** Opening RECORDS TO USE block **

//! Structured logging: console plus a daily rolling file.

use std::fs;
use std::path::{Path, PathBuf};
use std::time::SystemTime;

use tracing::{info, warn};
use tracing_appender::non_blocking::WorkerGuard;
use tracing_subscriber::{fmt, layer::SubscriberExt, util::SubscriberInitExt, EnvFilter};

use crate::config::AdminConfig;
use crate::error::AdminError;

pub const MAX_LOG_FILES: usize = 10;
pub const LOG_FILE_PREFIX: &str = "food-admin";
const DEFAULT_FILTER: &str = "info,food_admin_lib=debug";

/// Install the global subscriber. The returned guard flushes the file
/// writer on drop and must live as long as the process logs.
pub fn init_logging(config: &AdminConfig) -> Result<WorkerGuard, AdminError> {
    let env_filter =
        EnvFilter::try_from_default_env().unwrap_or_else(|_| EnvFilter::new(DEFAULT_FILTER));

    fs::create_dir_all(&config.log_dir).map_err(|e| {
        AdminError::Config(format!(
            "Cannot create log directory {}: {e}",
            config.log_dir.display()
        ))
    })?;
    let pruned = prune_old_logs(&config.log_dir, MAX_LOG_FILES);

    let file_appender = tracing_appender::rolling::daily(&config.log_dir, LOG_FILE_PREFIX);
    let (non_blocking, guard) = tracing_appender::non_blocking(file_appender);

    // File output is JSON lines so it can be shipped as-is.
    let file_layer = fmt::layer()
        .json()
        .with_writer(non_blocking)
        .with_ansi(false)
        .with_target(true);
    let console_layer = fmt::layer().with_target(true);

    tracing_subscriber::registry()
        .with(env_filter)
        .with(console_layer)
        .with(file_layer)
        .try_init()
        .map_err(|e| AdminError::Config(format!("Logging already initialized: {e}")))?;

    info!(log_dir = %config.log_dir.display(), pruned, "logging initialized");
    Ok(guard)
}

/// Delete all but the `keep` most recently modified log files in `dir`.
/// Returns how many were removed.
pub fn prune_old_logs(dir: &Path, keep: usize) -> usize {
    let Ok(entries) = fs::read_dir(dir) else {
        return 0;
    };

    let mut log_files: Vec<(PathBuf, SystemTime)> = entries
        .flatten()
        .filter(|entry| entry.path().is_file())
        .filter(|entry| {
            entry
                .file_name()
                .to_str()
                .is_some_and(|name| name.starts_with(&format!("{LOG_FILE_PREFIX}.")))
        })
        .map(|entry| {
            let modified = entry
                .metadata()
                .ok()
                .and_then(|m| m.modified().ok())
                .unwrap_or(SystemTime::UNIX_EPOCH);
            (entry.path(), modified)
        })
        .collect();

    // Newest first
    log_files.sort_by(|a, b| b.1.cmp(&a.1));

    let mut removed = 0;
    for (path, _) in log_files.iter().skip(keep) {
        match fs::remove_file(path) {
            Ok(()) => removed += 1,
            Err(e) => warn!("Failed to prune log file {}: {e}", path.display()),
        }
    }
    removed
}

#[cfg(test)]
mod tests {
    use super::*;
    use std::fs::File;
    use std::time::Duration;

    fn scratch_dir(name: &str) -> PathBuf {
        let dir = std::env::temp_dir().join(format!("food-admin-{name}-{}", std::process::id()));
        let _ = fs::remove_dir_all(&dir);
        fs::create_dir_all(&dir).unwrap();
        dir
    }

    fn touch(dir: &Path, name: &str, age_days: u64) {
        let file = File::create(dir.join(name)).unwrap();
        let mtime = SystemTime::now() - Duration::from_secs(age_days * 86_400);
        file.set_modified(mtime).unwrap();
    }

    #[test]
    fn test_prune_keeps_newest_log_files() {
        let dir = scratch_dir("prune");
        for day in 0..13 {
            touch(&dir, &format!("food-admin.2026-10-{:02}", 19 - day), day);
        }
        touch(&dir, "notes.txt", 100);

        assert_eq!(prune_old_logs(&dir, MAX_LOG_FILES), 3);

        let mut left: Vec<String> = fs::read_dir(&dir)
            .unwrap()
            .flatten()
            .filter_map(|e| e.file_name().into_string().ok())
            .collect();
        left.sort();
        assert_eq!(left.len(), 11);
        assert!(left.contains(&"notes.txt".to_string()));
        assert!(left.contains(&"food-admin.2026-10-19".to_string()));
        assert!(!left.contains(&"food-admin.2026-10-07".to_string()));

        fs::remove_dir_all(&dir).unwrap();
    }

    #[test]
    fn test_prune_missing_dir_is_noop() {
        let dir = std::env::temp_dir().join("food-admin-does-not-exist-7c1f");
        assert_eq!(prune_old_logs(&dir, MAX_LOG_FILES), 0);
    }
}
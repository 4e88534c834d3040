//! Admin dashboard API client.
//!
//! Thin wrapper over `reqwest` used by the list controllers (paginated GETs)
//! and the catalog mutations (multipart/JSON POSTs, DELETEs). All failures
//! are mapped into [`AdminError`] with user-facing messages.

use reqwest::multipart::Form;
use reqwest::{Client, RequestBuilder, StatusCode};
use serde_json::Value;
use std::collections::BTreeMap;
use std::time::Instant;
use tracing::{debug, warn};

use crate::config::AdminConfig;
use crate::error::AdminError;

// ---------------------------------------------------------------------------
// URL normalisation
// ---------------------------------------------------------------------------

/// Normalise the admin API origin:
/// - strip trailing slashes
/// - strip a trailing `/api` segment
/// - ensure a scheme is present (https, or http for localhost)
pub fn normalize_admin_url(url: &str) -> String {
    let mut url = url.trim().to_string();

    if !url.starts_with("http://") && !url.starts_with("https://") {
        if url.starts_with("localhost") || url.starts_with("127.0.0.1") {
            url = format!("http://{url}");
        } else {
            url = format!("https://{url}");
        }
    }

    while url.ends_with('/') {
        url.pop();
    }

    if url.ends_with("/api") {
        url.truncate(url.len() - 4);
    }

    // "/api/" leaves a slash behind
    while url.ends_with('/') {
        url.pop();
    }

    url
}

// ---------------------------------------------------------------------------
// Error mapping
// ---------------------------------------------------------------------------

fn friendly_error(url: &str, err: &reqwest::Error) -> AdminError {
    let message = if err.is_connect() {
        format!("Cannot reach admin dashboard at {url}")
    } else if err.is_timeout() {
        format!("Connection to {url} timed out")
    } else if err.is_body() || err.is_decode() {
        format!("Connection to {url} dropped while reading the response")
    } else if err.is_builder() {
        format!("Invalid admin dashboard URL: {url}")
    } else {
        format!("Network error communicating with {url}: {err}")
    };
    AdminError::Transport(message)
}

fn status_error(status: StatusCode) -> String {
    match status.as_u16() {
        401 => "Admin session is invalid or expired".to_string(),
        403 => "Not authorized for this admin action".to_string(),
        404 => "Admin dashboard endpoint not found".to_string(),
        422 => "Validation failed".to_string(),
        s if s >= 500 => format!("Admin dashboard server error (HTTP {s})"),
        s => format!("Unexpected response from admin dashboard (HTTP {s})"),
    }
}

/// Flatten a Laravel-style `errors` object (`field -> [messages]` or
/// `field -> message`) into a sorted map.
pub(crate) fn collect_field_errors(errors: Option<&Value>) -> BTreeMap<String, Vec<String>> {
    let mut out = BTreeMap::new();
    let Some(Value::Object(map)) = errors else {
        return out;
    };
    for (field, value) in map {
        let messages: Vec<String> = match value {
            Value::Array(items) => items
                .iter()
                .map(|v| match v {
                    Value::String(s) => s.clone(),
                    other => other.to_string(),
                })
                .collect(),
            Value::String(s) => vec![s.clone()],
            Value::Null => Vec::new(),
            other => vec![other.to_string()],
        };
        if !messages.is_empty() {
            out.insert(field.clone(), messages);
        }
    }
    out
}

/// Build the error for a non-2xx response, preserving the server's message
/// and validation details when the body is JSON.
pub fn http_failure(status: StatusCode, body_text: &str) -> AdminError {
    let trimmed = body_text.trim();
    let message = match serde_json::from_str::<Value>(trimmed) {
        Ok(json) => {
            let mut message = json
                .get("message")
                .or_else(|| json.get("error"))
                .and_then(Value::as_str)
                .map(|s| s.to_string())
                .unwrap_or_else(|| status_error(status));
            let details: Vec<String> = collect_field_errors(json.get("errors"))
                .into_values()
                .flatten()
                .collect();
            if !details.is_empty() {
                message = format!("{message}: {}", details.join(", "));
            }
            message
        }
        Err(_) if !trimmed.is_empty() => trimmed.to_string(),
        Err(_) => status_error(status),
    };
    AdminError::Http {
        status: status.as_u16(),
        message,
    }
}

/// Interpret a 2xx mutation response. `status: true` yields the `data`
/// payload (or `null`); anything else is a rejection.
pub fn parse_action_response(body_text: &str) -> Result<Value, AdminError> {
    let json: Value = serde_json::from_str(body_text.trim())
        .map_err(|e| AdminError::Format(format!("invalid JSON from admin dashboard: {e}")))?;

    if json.get("status").and_then(Value::as_bool) == Some(true) {
        return Ok(json.get("data").cloned().unwrap_or(Value::Null));
    }

    let message = json
        .get("message")
        .and_then(Value::as_str)
        .map(|s| s.to_string())
        .unwrap_or_else(|| "Operation failed".to_string());
    Err(AdminError::Rejected {
        message,
        errors: collect_field_errors(json.get("errors")),
    })
}

// ---------------------------------------------------------------------------
// Client
// ---------------------------------------------------------------------------

/// HTTP client bound to one admin API origin.
#[derive(Debug, Clone)]
pub struct AdminClient {
    client: Client,
    base: String,
}

impl AdminClient {
    pub fn new(config: &AdminConfig) -> Result<Self, AdminError> {
        let client = Client::builder()
            .timeout(config.request_timeout)
            .build()
            .map_err(|e| AdminError::Transport(format!("Failed to create HTTP client: {e}")))?;
        Ok(Self {
            client,
            base: normalize_admin_url(&config.api_origin),
        })
    }

    pub fn base_url(&self) -> &str {
        &self.base
    }

    /// `path` should include the leading slash, e.g. `/api/home-filters`.
    pub fn url(&self, path: &str) -> String {
        format!("{}{path}", self.base)
    }

    /// GET a JSON document. Empty bodies come back as `Value::Null`.
    pub async fn get_json(&self, path: &str, query: &[(&str, String)]) -> Result<Value, AdminError> {
        let req = self
            .client
            .get(self.url(path))
            .query(query)
            .header("Accept", "application/json");
        let (status, body_text) = self.send(req).await?;
        if !status.is_success() {
            return Err(http_failure(status, &body_text));
        }
        if body_text.trim().is_empty() {
            return Ok(Value::Null);
        }
        serde_json::from_str(&body_text)
            .map_err(|e| AdminError::Format(format!("invalid JSON from admin dashboard: {e}")))
    }

    /// POST a JSON body to a mutation endpoint.
    pub async fn post_json(&self, path: &str, body: &Value) -> Result<Value, AdminError> {
        let req = self
            .client
            .post(self.url(path))
            .header("Accept", "application/json")
            .json(body);
        self.send_action(req).await
    }

    /// POST a multipart form to a mutation endpoint. The boundary header is
    /// set by reqwest.
    pub async fn post_multipart(&self, path: &str, form: Form) -> Result<Value, AdminError> {
        let req = self
            .client
            .post(self.url(path))
            .header("Accept", "application/json")
            .multipart(form);
        self.send_action(req).await
    }

    /// DELETE a resource. Success is the HTTP status alone; the body is ignored.
    pub async fn delete(&self, path: &str) -> Result<(), AdminError> {
        let req = self.client.delete(self.url(path));
        let (status, body_text) = self.send(req).await?;
        if !status.is_success() {
            return Err(http_failure(status, &body_text));
        }
        Ok(())
    }

    async fn send_action(&self, req: RequestBuilder) -> Result<Value, AdminError> {
        let (status, body_text) = self.send(req).await?;
        if !status.is_success() {
            return Err(http_failure(status, &body_text));
        }
        parse_action_response(&body_text)
    }

    async fn send(&self, req: RequestBuilder) -> Result<(StatusCode, String), AdminError> {
        let start = Instant::now();
        let resp = req.send().await.map_err(|e| {
            let err = friendly_error(&self.base, &e);
            warn!(error = %err, "admin request failed");
            err
        })?;
        let status = resp.status();
        let url = resp.url().path().to_string();
        let body_text = resp.text().await.map_err(|e| {
            let err = friendly_error(&self.base, &e);
            warn!(path = %url, error = %err, "admin response body unreadable");
            err
        })?;
        debug!(
            path = %url,
            status = status.as_u16(),
            latency_ms = start.elapsed().as_millis() as u64,
            "admin response"
        );
        Ok((status, body_text))
    }
}
//! Food Admin - client core for the food-ordering admin dashboard.
//!
//! The dashboard UI calls into this crate for everything that is not
//! rendering: paginated product/order lists with debounced search
//! ([`list_query`]), price and discount math for the product editor and the
//! order-details view ([`pricing`]), and catalog mutations against the admin
//! REST API ([`catalog`]).

use rust_decimal::Decimal;
use serde_json::Value;
use std::str::FromStr;

pub mod api;
pub mod catalog;
pub mod config;
pub mod envelope;
pub mod error;
pub mod list_query;
pub mod logging;
pub mod models;
pub mod pagination;
pub mod pricing;

pub use api::AdminClient;
pub use config::AdminConfig;
pub use error::AdminError;
pub use list_query::{HttpListSource, ListPhase, ListQueryController, ListSource, ResponseOrdering};
pub use pagination::{PageRequest, PageResult};
pub use pricing::{DiscountEdit, GrandTotalFallback, OrderTotals, PricedLine};

// ---------------------------------------------------------------------------
// Lenient JSON field readers
//
// The admin API is inconsistent about types (ids and prices arrive as numbers
// or strings, flags as bools or 0/1). These readers take the first key that
// yields a usable value.
// ---------------------------------------------------------------------------

pub(crate) fn value_str(v: &Value, keys: &[&str]) -> Option<String> {
    for key in keys {
        if let Some(s) = v.get(*key).and_then(|x| x.as_str()) {
            let trimmed = s.trim();
            if !trimmed.is_empty() {
                return Some(trimmed.to_string());
            }
        }
    }
    None
}

/// Ids may be numeric or string.
pub(crate) fn value_id(v: &Value, keys: &[&str]) -> Option<String> {
    for key in keys {
        match v.get(*key) {
            Some(Value::Number(n)) => return Some(n.to_string()),
            Some(Value::String(s)) if !s.trim().is_empty() => return Some(s.trim().to_string()),
            _ => {}
        }
    }
    None
}

pub(crate) fn decimal_from_value(v: &Value) -> Option<Decimal> {
    let raw = match v {
        Value::Number(n) => n.to_string(),
        Value::String(s) => s.trim().to_string(),
        _ => return None,
    };
    if raw.is_empty() {
        return None;
    }
    Decimal::from_str(&raw)
        .or_else(|_| Decimal::from_scientific(&raw))
        .ok()
}

pub(crate) fn value_decimal(v: &Value, keys: &[&str]) -> Option<Decimal> {
    keys.iter()
        .filter_map(|key| v.get(*key))
        .find_map(decimal_from_value)
}

pub(crate) fn u64_from_value(v: &Value) -> Option<u64> {
    match v {
        Value::Number(n) => n
            .as_u64()
            .or_else(|| n.as_f64().filter(|f| *f >= 0.0).map(|f| f as u64)),
        Value::String(s) => s.trim().parse::<u64>().ok(),
        _ => None,
    }
}

pub(crate) fn value_u64(v: &Value, keys: &[&str]) -> Option<u64> {
    keys.iter().filter_map(|key| v.get(*key)).find_map(u64_from_value)
}

pub(crate) fn value_bool(v: &Value, keys: &[&str]) -> Option<bool> {
    for key in keys {
        let parsed = match v.get(*key) {
            Some(Value::Bool(b)) => Some(*b),
            Some(Value::Number(n)) => n.as_i64().map(|i| i != 0),
            Some(Value::String(s)) => match s.trim().to_ascii_lowercase().as_str() {
                "1" | "true" | "yes" => Some(true),
                "0" | "false" | "no" => Some(false),
                _ => None,
            },
            _ => None,
        };
        if parsed.is_some() {
            return parsed;
        }
    }
    None
}

#[cfg(test)]
mod tests {
    use super::*;
    use serde_json::json;

    #[test]
    fn test_value_decimal_accepts_numbers_and_strings() {
        let v = json!({ "price": "12.50", "sale_price": 9.99, "bad": "abc" });
        assert_eq!(value_decimal(&v, &["price"]), Some(Decimal::new(1250, 2)));
        assert_eq!(value_decimal(&v, &["sale_price"]), Some(Decimal::new(999, 2)));
        assert_eq!(value_decimal(&v, &["bad"]), None);
        assert_eq!(
            value_decimal(&v, &["missing", "price"]),
            Some(Decimal::new(1250, 2))
        );
    }

    #[test]
    fn test_value_u64_and_id() {
        let v = json!({ "current_page": "3", "total": 42, "id": 17, "slug": " pizza " });
        assert_eq!(value_u64(&v, &["current_page"]), Some(3));
        assert_eq!(value_u64(&v, &["total"]), Some(42));
        assert_eq!(value_id(&v, &["id"]), Some("17".into()));
        assert_eq!(value_id(&v, &["slug"]), Some("pizza".into()));
    }

    #[test]
    fn test_value_bool_variants() {
        let v = json!({ "a": true, "b": 0, "c": "1", "d": "maybe" });
        assert_eq!(value_bool(&v, &["a"]), Some(true));
        assert_eq!(value_bool(&v, &["b"]), Some(false));
        assert_eq!(value_bool(&v, &["c"]), Some(true));
        assert_eq!(value_bool(&v, &["d"]), None);
    }
}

** Closing RECORDS TO USE block **

Wherever the word "header" turns up in a line of the entries above, copy that line.

            .header("Accept", "application/json");
            .header("Accept", "application/json")
    /// POST a multipart form to a mutation endpoint. The boundary header is
            .header("Accept", "application/json")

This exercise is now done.